Pooled resources rot while idle; validate on borrow (or evict in the background).


Bug 11: Single Lock Serializes the Whole Pool (Java)

public synchronized T borrow() { ... }    // BUG: every borrow contends one lock
public synchronized void release(T o) { ... }

Symptoms: Throughput plateaus and CPU shows threads parked on the pool's monitor — the pool, meant to relieve a bottleneck, is the bottleneck under high concurrency.

Find the bug A single `synchronized` serializes all borrows and returns. With many cores hammering it, the lock is the contention point.

Fix

// Use a concurrent structure (e.g. a fair BlockingQueue), or a sharded /
// thread-local design like HikariCP's ConcurrentBag, so borrows don't all
// contend one monitor.
private final BlockingQueue<T> idle = new ArrayBlockingQueue<>(size, true);

Lesson

The pool's own synchronization must scale; a global lock recreates the bottleneck.

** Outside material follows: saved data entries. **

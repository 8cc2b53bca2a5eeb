//! # Transaction Record
//!
//! One row per logical submission. Retries update the same row.
//!
//! ```text
//!            ┌─ accept(ref) ──────┐
//!            │                    ▼
//! [PENDING] ─┼─ confirm ────→ [CONFIRMED]
//!            └─ fail ───────→ [FAILED]
//!
//! [REDUNDANT]   (created that way, never moves)
//! ```

use super::errors::StoreError;
use super::invariants::{invariant_monotonic_status, invariant_reference_write_once};
use serde::{Deserialize, Serialize};
use shared_types::{
    ExternalRef, Fingerprint, LedgerOperation, Parameters, RecordId, Timestamp, TxStatus,
};

/// A submission of one operation to the ledger.
#[derive(Debug, Clone, PartialEq, Eq, Serialize, Deserialize)]
pub struct TransactionRecord {
    /// Local identifier.
    pub id: RecordId,
    /// Remote operation.
    pub operation: LedgerOperation,
    /// Call parameters; immutable after creation.
    pub parameters: Parameters,
    /// Identity of the intent (operation + all parameters).
    pub fingerprint: Fingerprint,
    /// Identity the ledger echoes back (operation + key parameters).
    pub match_key: Fingerprint,
    /// Lifecycle status.
    pub status: TxStatus,
    /// For REDUNDANT records, the in-flight record this one follows.
    pub redundant_of: Option<RecordId>,
    /// Ledger transaction hash; written at most once.
    pub external_reference: Option<ExternalRef>,
    /// Creation time (ms).
    pub created_at: Timestamp,
    /// Time of the latest submission attempt (ms).
    pub last_attempt_at: Option<Timestamp>,
    /// Time the ledger confirmed execution (ms).
    pub confirmed_at: Option<Timestamp>,
    /// Block of the confirming event.
    pub block_number: Option<u64>,
    /// Failed transport attempts so far.
    pub retry_count: u32,
    /// Diagnostic for FAILED records.
    pub failure_reason: Option<String>,
    /// Optimistic-concurrency version, bumped by every stored update.
    pub version: u64,
}

impl TransactionRecord {
    /// New PENDING record.
    pub fn new(
        operation: LedgerOperation,
        parameters: Parameters,
        match_key: Fingerprint,
        now: Timestamp,
    ) -> Self {
        let fingerprint = Fingerprint::of(operation, parameters.values());
        Self {
            id: RecordId::new(),
            operation,
            parameters,
            fingerprint,
            match_key,
            status: TxStatus::Pending,
            redundant_of: None,
            external_reference: None,
            created_at: now,
            last_attempt_at: None,
            confirmed_at: None,
            block_number: None,
            retry_count: 0,
            failure_reason: None,
            version: 0,
        }
    }

    /// New REDUNDANT record following `primary`.
    pub fn redundant(primary: &TransactionRecord, now: Timestamp) -> Self {
        Self {
            status: TxStatus::Redundant,
            redundant_of: Some(primary.id),
            ..Self::new(
                primary.operation,
                primary.parameters.clone(),
                primary.match_key.clone(),
                now,
            )
        }
    }

    /// True while waiting for the ledger.
    pub fn is_pending(&self) -> bool {
        self.status == TxStatus::Pending
    }

    /// True once the ledger accepted a submission.
    pub fn is_accepted(&self) -> bool {
        self.external_reference.is_some()
    }

    /// Age at `now` (ms).
    pub fn age(&self, now: Timestamp) -> u64 {
        now.saturating_sub(self.created_at)
    }

    /// Note a submission attempt.
    pub fn mark_attempt(&mut self, now: Timestamp) -> Result<(), StoreError> {
        self.require_pending(TxStatus::Pending)?;
        self.last_attempt_at = Some(now);
        Ok(())
    }

    /// The ledger accepted the call; store its hash. Status stays PENDING.
    pub fn accept(&mut self, reference: ExternalRef) -> Result<(), StoreError> {
        self.require_pending(TxStatus::Pending)?;
        invariant_reference_write_once(self.id, self.external_reference.as_ref(), &reference)?;
        self.external_reference = Some(reference);
        Ok(())
    }

    /// A retryable transport failure; returns the new retry count.
    pub fn record_transport_failure(&mut self, now: Timestamp) -> Result<u32, StoreError> {
        self.require_pending(TxStatus::Pending)?;
        self.retry_count += 1;
        self.last_attempt_at = Some(now);
        Ok(self.retry_count)
    }

    /// The ledger executed the call.
    ///
    /// The reference is filled in when still unset; an existing one is kept.
    pub fn confirm(
        &mut self,
        reference: ExternalRef,
        block_number: Option<u64>,
        now: Timestamp,
    ) -> Result<(), StoreError> {
        invariant_monotonic_status(self.id, self.status, TxStatus::Confirmed)?;
        if self.external_reference.is_none() {
            self.external_reference = Some(reference);
        }
        self.status = TxStatus::Confirmed;
        self.confirmed_at = Some(now);
        self.block_number = block_number;
        Ok(())
    }

    /// Terminal failure.
    pub fn fail(&mut self, reason: impl Into<String>, now: Timestamp) -> Result<(), StoreError> {
        invariant_monotonic_status(self.id, self.status, TxStatus::Failed)?;
        self.status = TxStatus::Failed;
        self.failure_reason = Some(reason.into());
        self.last_attempt_at.get_or_insert(now);
        Ok(())
    }

    fn require_pending(&self, to: TxStatus) -> Result<(), StoreError> {
        if self.is_pending() {
            Ok(())
        } else {
            Err(StoreError::InvalidTransition {
                id: self.id,
                from: self.status,
                to,
            })
        }
    }
}
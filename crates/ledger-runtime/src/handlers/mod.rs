//! # Background Workers
//!
//! Long-lived tasks the runtime spawns next to the event reconciler.
//!
//! - `BlockProducer` - mines the simulated ledger on an interval (sl-01)
//! - `StalenessMonitor` - periodic stale scan and receipt recovery (sl-04)

pub mod block_producer;
pub mod staleness;

pub use block_producer::BlockProducer;
pub use staleness::StalenessMonitor;
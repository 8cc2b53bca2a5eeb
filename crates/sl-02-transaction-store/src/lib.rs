//! # SL-02 Transaction Store
//!
//! Durable record of every submission to the ledger.
//!
//! **Subsystem ID:** 2
//! **Architecture:** Hexagonal (DDD + Ports/Adapters)
//!
//! ## Purpose
//!
//! One `TransactionRecord` per logical submission. Retries update the same
//! record; the record outlives the request that created it and is the sole
//! place the coordinator and the reconciler meet.
//!
//! ## Domain Invariants
//!
//! | Invariant | Enforcement |
//! |-----------|-------------|
//! | Monotonic status | `invariant_monotonic_status` in every transition |
//! | Write-once reference | `invariant_reference_write_once` in `accept` |
//! | Immutable parameters | no mutator exposes `parameters` |
//! | Serialized writers | version check in `update`, retried by `modify` |
//!
//! ## Module Structure
//!
//! ```text
//! sl-02-transaction-store/
//! ├── domain/          # TransactionRecord, StoreError, invariants
//! ├── ports/           # TransactionStore
//! ├── adapters/        # InMemoryTransactionStore
//! └── service.rs       # modify() read-modify-write helper
//! ```

#![warn(missing_docs)]
#![warn(clippy::all)]

pub mod adapters;
pub mod domain;
pub mod ports;
pub mod service;

// Re-exports
pub use adapters::InMemoryTransactionStore;
pub use domain::{
    invariant_monotonic_status, invariant_reference_write_once, StoreError, TransactionRecord,
};
pub use ports::TransactionStore;
pub use service::{modify, MAX_MODIFY_ATTEMPTS};
//! # Shared Bus - Ledger Event Bus
//!
//! In-process transport for events emitted by the supply-chain contract.
//! The ledger side publishes; the reconciler (and anything else that cares)
//! subscribes with a filter.
//!
//! ## Flow
//!
//! ```text
//! ┌──────────────┐                    ┌──────────────┐
//! │   Ledger     │                    │  Reconciler  │
//! │              │    publish()       │              │
//! │              │ ──────┐            │              │
//! └──────────────┘       │            └──────────────┘
//!                        ▼                    ↑
//!                  ┌──────────────┐          │
//!                  │  Event Bus   │          │
//!                  │              │ ─────────┘
//!                  └──────────────┘  subscribe(filter)
//! ```
//!
//! ## Delivery
//!
//! - Events are delivered to each subscriber in publish order
//! - Slow subscribers that fall behind the channel capacity lose the oldest
//!   events; the gap is logged (replay from a checkpoint covers it)
//! - Events that fail downstream are parked in the [`DeadLetterQueue`]

// Nursery lints that are too strict
#![allow(clippy::missing_const_for_fn)]
// Allow in tests
#![cfg_attr(test, allow(clippy::unwrap_used))]
#![cfg_attr(test, allow(clippy::expect_used))]
#![cfg_attr(test, allow(clippy::panic))]

pub mod dead_letter;
pub mod events;
pub mod publisher;
pub mod subscriber;

// Re-export main types
pub use dead_letter::{DeadLetter, DeadLetterQueue};
pub use events::EventFilter;
pub use publisher::{EventPublisher, InMemoryEventBus};
pub use subscriber::{EventStream, EventSubscriber, Subscription, SubscriptionError};

/// Maximum events to buffer per subscriber before the oldest are dropped.
pub const DEFAULT_CHANNEL_CAPACITY: usize = 1000;

#[cfg(test)]
mod tests {
    use super::*;

    #[test]
    fn test_default_capacity() {
        assert_eq!(DEFAULT_CHANNEL_CAPACITY, 1000);
    }
}
//! # Adapters
//!
//! Ledger implementations behind the `LedgerClient` port.

pub mod simulated;

pub use simulated::SimulatedLedger;
//! Reconciler configuration, per-event outcomes, and counters.

use serde::{Deserialize, Serialize};
use shared_types::RecordId;
use std::time::Duration;

/// Reconciler configuration.
#[derive(Debug, Clone, PartialEq, Eq, Serialize, Deserialize)]
pub struct ReconcilerConfig {
    /// How far back a PENDING record may have been created and still match.
    pub lookback_window: Duration,
    /// Retained unreconcilable events.
    pub dead_letter_capacity: usize,
}

impl Default for ReconcilerConfig {
    fn default() -> Self {
        Self {
            lookback_window: Duration::from_secs(24 * 60 * 60),
            dead_letter_capacity: 1_000,
        }
    }
}

/// What handling one event did.
#[derive(Debug, Clone, Copy, PartialEq, Eq, Serialize, Deserialize)]
pub enum ReconcileOutcome {
    /// A PENDING record was confirmed.
    Confirmed {
        /// The confirmed record.
        record_id: RecordId,
    },
    /// No record matched; the event was applied heuristically.
    Unmatched,
    /// Already applied (replay, or a terminal record carries the hash).
    Duplicate,
    /// Not ours, or nothing handles its operation.
    Ignored,
}

impl ReconcileOutcome {
    /// Label for logs and metrics.
    pub const fn as_str(&self) -> &'static str {
        match self {
            ReconcileOutcome::Confirmed { .. } => "confirmed",
            ReconcileOutcome::Unmatched => "unmatched",
            ReconcileOutcome::Duplicate => "duplicate",
            ReconcileOutcome::Ignored => "ignored",
        }
    }
}

/// Counters since start.
#[derive(Debug, Clone, Default, PartialEq, Eq, Serialize, Deserialize)]
pub struct ReconcilerStats {
    /// Events handed to the reconciler.
    pub events_seen: u64,
    /// Events that confirmed a record.
    pub confirmed: u64,
    /// Events applied without a record.
    pub unmatched: u64,
    /// Replays and already-applied events.
    pub duplicates: u64,
    /// Foreign or unhandled events.
    pub ignored: u64,
    /// Events that raised an error.
    pub errors: u64,
    /// Records confirmed from receipts.
    pub recovered: u64,
    /// Records failed from reverted receipts.
    pub reverted: u64,
}

impl ReconcilerStats {
    pub(crate) fn count(&mut self, outcome: &ReconcileOutcome) {
        match outcome {
            ReconcileOutcome::Confirmed { .. } => self.confirmed += 1,
            ReconcileOutcome::Unmatched => self.unmatched += 1,
            ReconcileOutcome::Duplicate => self.duplicates += 1,
            ReconcileOutcome::Ignored => self.ignored += 1,
        }
    }
}

/// Result of one receipt recovery pass.
#[derive(Debug, Clone, Default, PartialEq, Eq, Serialize, Deserialize)]
pub struct RecoveryReport {
    /// Stale PENDING records found.
    pub stale: usize,
    /// Stale records never accepted (nothing to look up).
    pub not_accepted: usize,
    /// Accepted but not mined yet.
    pub still_pending: usize,
    /// Confirmed from a successful receipt.
    pub confirmed: Vec<RecordId>,
    /// Failed from a reverted receipt.
    pub reverted: Vec<RecordId>,
}
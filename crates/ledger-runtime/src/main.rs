//! # Supply Ledger Runtime
//!
//! Entry point of the supply-ledger service.
//!
//! ## Startup Sequence
//!
//! 1. Initialize telemetry (logging, metrics registry)
//! 2. Load and validate configuration from the environment
//! 3. Build the subsystem container
//! 4. Start the workers
//! 5. Wait for Ctrl+C, then shut down gracefully

use anyhow::{Context, Result};
use ledger_runtime::{LedgerRuntime, RuntimeConfig};
use ledger_telemetry::{gather_metrics, init_telemetry, TelemetryConfig};
use tracing::{debug, info};

#[tokio::main]
async fn main() -> Result<()> {
    let telemetry = TelemetryConfig::from_env();
    init_telemetry(&telemetry).context("Failed to initialize telemetry")?;

    let config = RuntimeConfig::from_env().context("Invalid runtime configuration")?;

    let runtime = LedgerRuntime::new(config).context("Failed to build runtime")?;
    runtime.start().await?;

    info!("Supply ledger is running. Press Ctrl+C to stop.");
    tokio::signal::ctrl_c()
        .await
        .context("Failed to listen for Ctrl+C")?;

    runtime.shutdown().await;

    if let Ok(metrics) = gather_metrics() {
        debug!(metrics = %metrics, "Final metrics snapshot");
    }
    Ok(())
}
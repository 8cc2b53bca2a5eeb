//! # Domain Errors

use shared_types::ParamError;
use sl_01_ledger_client::LedgerClientError;
use sl_02_transaction_store::StoreError;
use sl_03_submission_coordinator::{CoordinatorError, FinalizerError};
use thiserror::Error;

/// Reconciliation errors.
///
/// Raised per event; the loop logs, counts and parks the event, then moves on.
#[derive(Debug, Error)]
pub enum ReconcileError {
    /// Event payload lacks the fields its kind requires.
    #[error("Malformed event: {0}")]
    Malformed(#[from] ParamError),

    /// Record lookup failed.
    #[error("Store error: {0}")]
    Store(#[from] StoreError),

    /// Confirming or failing the record failed.
    #[error("Coordinator error: {0}")]
    Coordinator(#[from] CoordinatorError),

    /// Heuristic application of an unmatched event failed.
    #[error(transparent)]
    Finalizer(#[from] FinalizerError),

    /// Subscription or receipt lookup failed.
    #[error("Ledger error: {0}")]
    Ledger(#[from] LedgerClientError),

    /// Checkpoint persistence failed.
    #[error("Checkpoint error: {0}")]
    Checkpoint(String),
}
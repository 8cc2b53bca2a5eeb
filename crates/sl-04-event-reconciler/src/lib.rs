//! # SL-04 Event Reconciler
//!
//! Applies ledger events back onto local records.
//!
//! **Subsystem ID:** 4
//! **Architecture:** Hexagonal (DDD + Ports/Adapters)
//!
//! ## Purpose
//!
//! - Consume the contract's event stream in delivery order
//! - Match each event to a PENDING record and have the coordinator confirm it
//! - Apply unmatched events heuristically through the finalizers, logged
//! - Persist a checkpoint so restarts resume instead of missing events
//! - Resolve stale accepted records from their receipts
//!
//! ## Outcomes
//!
//! | Outcome | Meaning |
//! |---------|---------|
//! | `Confirmed` | a PENDING record matched and was confirmed |
//! | `Unmatched` | no record; applied through `on_unmatched` |
//! | `Duplicate` | replay, or a terminal record already carries the hash |
//! | `Ignored` | foreign contract, or nothing handles the operation |
//!
//! ## Module Structure
//!
//! ```text
//! sl-04-event-reconciler/
//! ├── domain/          # ReconcileError, ReconcileOutcome, ReconcilerStats
//! ├── ports/           # ReconcilerApi, CheckpointStore, ReconcilerMetrics
//! ├── adapters/        # InMemoryCheckpointStore
//! └── service.rs       # EventReconciler
//! ```

#![warn(missing_docs)]
#![warn(clippy::all)]

pub mod adapters;
pub mod domain;
pub mod ports;
pub mod service;

// Re-exports
pub use adapters::InMemoryCheckpointStore;
pub use domain::{
    ReconcileError, ReconcileOutcome, ReconcilerConfig, ReconcilerStats, RecoveryReport,
};
pub use ports::{CheckpointStore, NoopReconcilerMetrics, ReconcilerApi, ReconcilerMetrics};
pub use service::EventReconciler;

/// Crate version
pub const VERSION: &str = env!("CARGO_PKG_VERSION");
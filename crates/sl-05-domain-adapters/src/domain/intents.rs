//! Requests accepted by the adapters and the intents they hand back.

use super::entities::EntityKey;
use serde::{Deserialize, Serialize};
use shared_types::RecordId;
use sl_03_submission_coordinator::OutcomeFuture;

/// Register a new item.
#[derive(Debug, Clone, PartialEq, Eq, Serialize, Deserialize)]
pub struct CreateItemRequest {
    /// Item id.
    pub item_id: u64,
    /// Owning supply chain.
    pub supply_chain_id: u64,
    /// Quantity created.
    pub quantity: u64,
    /// Type label.
    pub item_type: String,
    /// Creator and initial holder.
    pub owner: String,
}

/// One parent material consumed by processing.
#[derive(Debug, Clone, Copy, PartialEq, Eq, Serialize, Deserialize)]
pub struct MaterialInput {
    /// Parent item.
    pub parent_item_id: u64,
    /// Quantity consumed.
    pub quantity: u64,
}

/// Produce a child item from parent materials.
#[derive(Debug, Clone, PartialEq, Eq, Serialize, Deserialize)]
pub struct ProcessItemRequest {
    /// Child item to create.
    pub child_item_id: u64,
    /// Owning supply chain.
    pub supply_chain_id: u64,
    /// Quantity produced.
    pub quantity: u64,
    /// Type label of the child.
    pub item_type: String,
    /// Processor; holds the materials and receives the child.
    pub owner: String,
    /// Materials consumed.
    pub inputs: Vec<MaterialInput>,
}

/// A business intent accepted locally and handed to the coordinator.
///
/// Returned immediately; the entity stays PENDING until the ledger decides.
#[derive(Debug)]
pub struct PendingIntent {
    /// Entity written optimistically.
    pub entity: EntityKey,
    /// Record created for the submission.
    pub record_id: RecordId,
    /// In-flight record this one follows, when redundant.
    pub redundant_of: Option<RecordId>,
    /// Resolves on CONFIRMED or FAILED; may be dropped.
    pub outcome: OutcomeFuture,
}

/// Intents of a processing request: the child's creation, then one step
/// per parent material.
#[derive(Debug)]
pub struct AllocationIntent {
    /// `CreateItem` of the child.
    pub child: PendingIntent,
    /// `ProcessItem` per parent, in request order.
    pub steps: Vec<PendingIntent>,
}
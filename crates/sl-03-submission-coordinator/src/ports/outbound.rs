//! # Outbound Ports
//!
//! What the coordinator calls out to besides the ledger and the store:
//! per-operation finalizers owned by the domain side, and metrics.

use crate::domain::FinalizerError;
use async_trait::async_trait;
use shared_types::{LedgerEvent, LedgerOperation};
use sl_02_transaction_store::TransactionRecord;

/// Applies the business consequences of a resolved submission.
///
/// Registered per operation. The record transition has already been stored
/// when a hook runs; a hook error is logged and never undoes it.
#[async_trait]
pub trait LedgerFinalizer: Send + Sync {
    /// The record was confirmed. `event` is the confirming event, when the
    /// confirmation came from one.
    async fn on_confirmed(
        &self,
        record: &TransactionRecord,
        event: Option<&LedgerEvent>,
    ) -> Result<(), FinalizerError>;

    /// An event matched no PENDING record; apply it on its own terms.
    async fn on_unmatched(&self, event: &LedgerEvent) -> Result<(), FinalizerError>;

    /// The record failed; compensate the optimistic mutation.
    async fn on_failed(&self, record: &TransactionRecord) -> Result<(), FinalizerError>;
}

/// Metrics sink for submission lifecycle events.
pub trait CoordinatorMetrics: Send + Sync {
    /// A submission reached CONFIRMED or FAILED.
    fn submission_resolved(&self, operation: LedgerOperation, outcome: &'static str);

    /// A transport failure will be retried or has exhausted the budget.
    fn transport_failure(&self, operation: LedgerOperation);

    /// A submission was recorded REDUNDANT.
    fn redundant_submission(&self, operation: LedgerOperation);
}

/// Metrics sink that records nothing.
#[derive(Debug, Clone, Copy, Default)]
pub struct NoopMetrics;

impl CoordinatorMetrics for NoopMetrics {
    fn submission_resolved(&self, _operation: LedgerOperation, _outcome: &'static str) {}

    fn transport_failure(&self, _operation: LedgerOperation) {}

    fn redundant_submission(&self, _operation: LedgerOperation) {}
}

// =============================================================================
// Mock Implementations for Testing
// =============================================================================

/// Finalizer that records every call.
#[derive(Debug, Default)]
pub struct RecordingFinalizer {
    /// (hook, record id or tx hash) per call.
    pub calls: parking_lot::Mutex<Vec<(&'static str, String)>>,
    /// Fail every hook?
    pub should_fail: bool,
}

impl RecordingFinalizer {
    /// Hooks invoked so far.
    pub fn hooks(&self) -> Vec<&'static str> {
        self.calls.lock().iter().map(|(hook, _)| *hook).collect()
    }

    fn record(&self, hook: &'static str, subject: String) -> Result<(), FinalizerError> {
        self.calls.lock().push((hook, subject));
        if self.should_fail {
            Err(FinalizerError::new("mock failure"))
        } else {
            Ok(())
        }
    }
}

#[async_trait]
impl LedgerFinalizer for RecordingFinalizer {
    async fn on_confirmed(
        &self,
        record: &TransactionRecord,
        _event: Option<&LedgerEvent>,
    ) -> Result<(), FinalizerError> {
        self.record("confirmed", record.id.to_string())
    }

    async fn on_unmatched(&self, event: &LedgerEvent) -> Result<(), FinalizerError> {
        self.record("unmatched", event.transaction_hash.to_string())
    }

    async fn on_failed(&self, record: &TransactionRecord) -> Result<(), FinalizerError> {
        self.record("failed", record.id.to_string())
    }
}
//! # Ledger Runtime Library
//!
//! Wiring for the supply-ledger service. The `main.rs` binary builds a
//! [`LedgerRuntime`] from the environment; tests build one from explicit
//! parts.
//!
//! ## Modular Structure
//!
//! - `container/` - configuration and the subsystem container
//! - `adapters/` - Prometheus metrics sink and storage backends
//! - `handlers/` - background workers (block producer, staleness monitor)
//! - `runtime.rs` - worker lifecycle and graceful shutdown
//!
//! ## Workers
//!
//! | Worker | Subsystem | Stops on |
//! |--------|-----------|----------|
//! | Event reconciler | sl-04 | shutdown signal, stream end |
//! | Staleness monitor | sl-04 | shutdown signal |
//! | Block producer | sl-01 (simulated ledger) | shutdown signal |
//!
//! Submission tasks (sl-03) are spawned per intent and end on their own.

#![warn(missing_docs)]
#![warn(clippy::all)]

pub mod adapters;
pub mod container;
pub mod handlers;
pub mod runtime;

// Re-exports
pub use adapters::{PrometheusMetrics, Storage};
pub use container::{ConfigError, ContainerError, LedgerContainer, RuntimeConfig};
pub use runtime::LedgerRuntime;

/// Crate version
pub const VERSION: &str = env!("CARGO_PKG_VERSION");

Bug 12: Capacity Counted Wrong Under Concurrency (Go)

func (p *Pool) Borrow() *Obj {
    if p.count < p.max {     // BUG: check-then-act race
        p.count++            // two goroutines both see count<max and both ++
        return p.create()
    }
    return <-p.idle
}

Symptoms: The pool occasionally exceeds max — two goroutines pass the count < max check simultaneously and both create, so the cap is breached under load.

Find the bug `count < max` then `count++` is a check-then-act race. Without atomicity, concurrent borrows overshoot the limit.

Fix

// Use a buffered channel as the bound — capacity is enforced atomically:
type Pool struct{ idle chan *Obj }   // make(chan *Obj, max)
func (p *Pool) Borrow(ctx context.Context) (*Obj, error) {
    select {
    case o := <-p.idle: return o, nil
    case <-ctx.Done():  return nil, ctx.Err()
    }
}

Lesson

Enforce the bound with an atomic primitive (a buffered channel / semaphore), not a racy counter.


Practice Tips

  1. Run go test -race on any hand-rolled Go pool — most pool bugs are races.
  2. Test the exception path: assert the object returns to the pool when the use block throws.
  3. Test reset explicitly: borrow, dirty the object, return, borrow again, assert it's clean.
  4. Test the cap under concurrency: spawn max+N borrowers and assert the pool never exceeds max.
  5. Prefer HikariCP / database/sql over a hand-roll — they've already fixed bugs 1–12.